I find when working with master musicians from various cultures and musical genres, ie. Indian classical music, jazz, Korean traditional music, Spanish flamenco, etc. we always end up talking about the traditional musics that are the foundation on which our works are built upon. Finding the commonalities between these traditions often allow the collaborations to unfold in really profound ways.
Here are a few questions to ask yourself while viewing these videos:
- What are the instruments being used? Can you identify them?
- How do each instruments sound individually and how do they sound collectively?
- What do you think the music is about?
- Where is the region where the music comes from and what is that region like?
- What is the role the taiko has in the overall performance? What makes it effective?

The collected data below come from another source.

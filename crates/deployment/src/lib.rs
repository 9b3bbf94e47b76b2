use anyhow::Error as AnyhowError;
use async_trait::async_trait;
use services::services::{config::ConversionConfig, conversion::ConversionService};
use thiserror::Error;

#[derive(Debug, Error)]
pub enum DeploymentError {
    #[error(transparent)]
    Io(#[from] std::io::Error),
    #[error("Invalid configuration: {0}")]
    Config(String),
    #[error(transparent)]
    Other(#[from] AnyhowError),
}

#[async_trait]
pub trait Deployment: Clone + Send + Sync + 'static {
    async fn new() -> Result<Self, DeploymentError>;

    fn config(&self) -> &ConversionConfig;

    fn conversion(&self) -> &ConversionService;

    /// Start the background sweep that evicts expired imports
    fn spawn_cache_eviction(&self) -> tokio::task::JoinHandle<()> {
        tracing::info!(
            "Evicting cached imports older than {}s every {}s",
            self.config().cache_ttl_secs,
            self.config().cache_sweep_interval_secs
        );
        self.conversion().spawn_cache_eviction()
    }
}
//! PlanPro documents: the built-in plan importer and exporter.
//!
//! Only the subset of PlanPro that carries the track topology is handled:
//! `TOP_Knoten`, `TOP_Kante` (with their `GEO_Punkt` geometry) and
//! `Signal` objects inside the target-state container of a planning
//! group, plus the creator metadata of the planning unit.

use serde::{Deserialize, Serialize};

mod reader;
mod writer;

pub use reader::PlanProReader;
pub use writer::PlanProWriter;

pub(crate) const ROOT_ELEMENT: &str = "PlanPro_Schnittstelle";
pub(crate) const NAMESPACE_PREFIX: &str = "nsPlanPro";
pub(crate) const WGS84: &str = "WGS84";
pub(crate) const LOCAL: &str = "LOCAL";

/// Supported PlanPro schema versions
#[derive(Debug, Clone, Copy, PartialEq, Eq, Hash, Default, Serialize, Deserialize)]
pub enum PlanProVersion {
    #[serde(rename = "1.9")]
    V1_9,
    #[default]
    #[serde(rename = "1.10")]
    V1_10,
}

impl PlanProVersion {
    pub fn parse(raw: &str) -> Option<Self> {
        match raw.trim().trim_start_matches(['v', 'V']) {
            "1.9" | "1.9.0" => Some(Self::V1_9),
            "1.10" | "1.10.0" => Some(Self::V1_10),
            _ => None,
        }
    }

    pub fn as_str(&self) -> &'static str {
        match self {
            PlanProVersion::V1_9 => "1.9",
            PlanProVersion::V1_10 => "1.10",
        }
    }

    pub fn namespace(&self) -> &'static str {
        match self {
            PlanProVersion::V1_9 => "http://www.plan-pro.org/modell/PlanPro/1.9.0",
            PlanProVersion::V1_10 => "http://www.plan-pro.org/modell/PlanPro/1.10.0",
        }
    }

    pub fn from_namespace(namespace: &str) -> Option<Self> {
        [Self::V1_9, Self::V1_10]
            .into_iter()
            .find(|v| v.namespace() == namespace)
    }
}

- What are the artifacts being used? masks, costumes, fans, swords, mikoshi, yatai, sasara, etc.
Heian Period (794–1185)
1. Gagaku: Etenraku
Muromachi Period (1336 to 1573)
3. Noh: Dojoji
4. Noh ensemble (just musicians)
Edo Period (1603 and 1868)
5. Kabuki: Musume Dojoji
6. Kabuki: Renjishi
7. Kabuki: Kanjincho
8. Kabuki: Sukeroku
Regional Folk Dance
9. Iwate: Kurokawa Sansa
10. Iwate: Iwasaki Onikenbai
11. Iwate: Shishiodori
12. Iwate:Otsugunai Kagura
13. Saitama: Chichibu Yomatsuri
14. Saitama: Chichibu Yomatsuri (inside the yatai)
15. Osaka: Danjiri Matsuri
16. Osaka: Danjiri Matsuri (practice)
17. Osaka: Danjiri Matsuri (accidents!)
18. Tokyo: Miyake Island Festival Gozutennou Matsuri
19. Tokyo: Miyake Island Togan O-Matsuri (passing the Omikoshi)
20. Niigata: Sado Island- Iwakubi: Onidaiko (Ondeko)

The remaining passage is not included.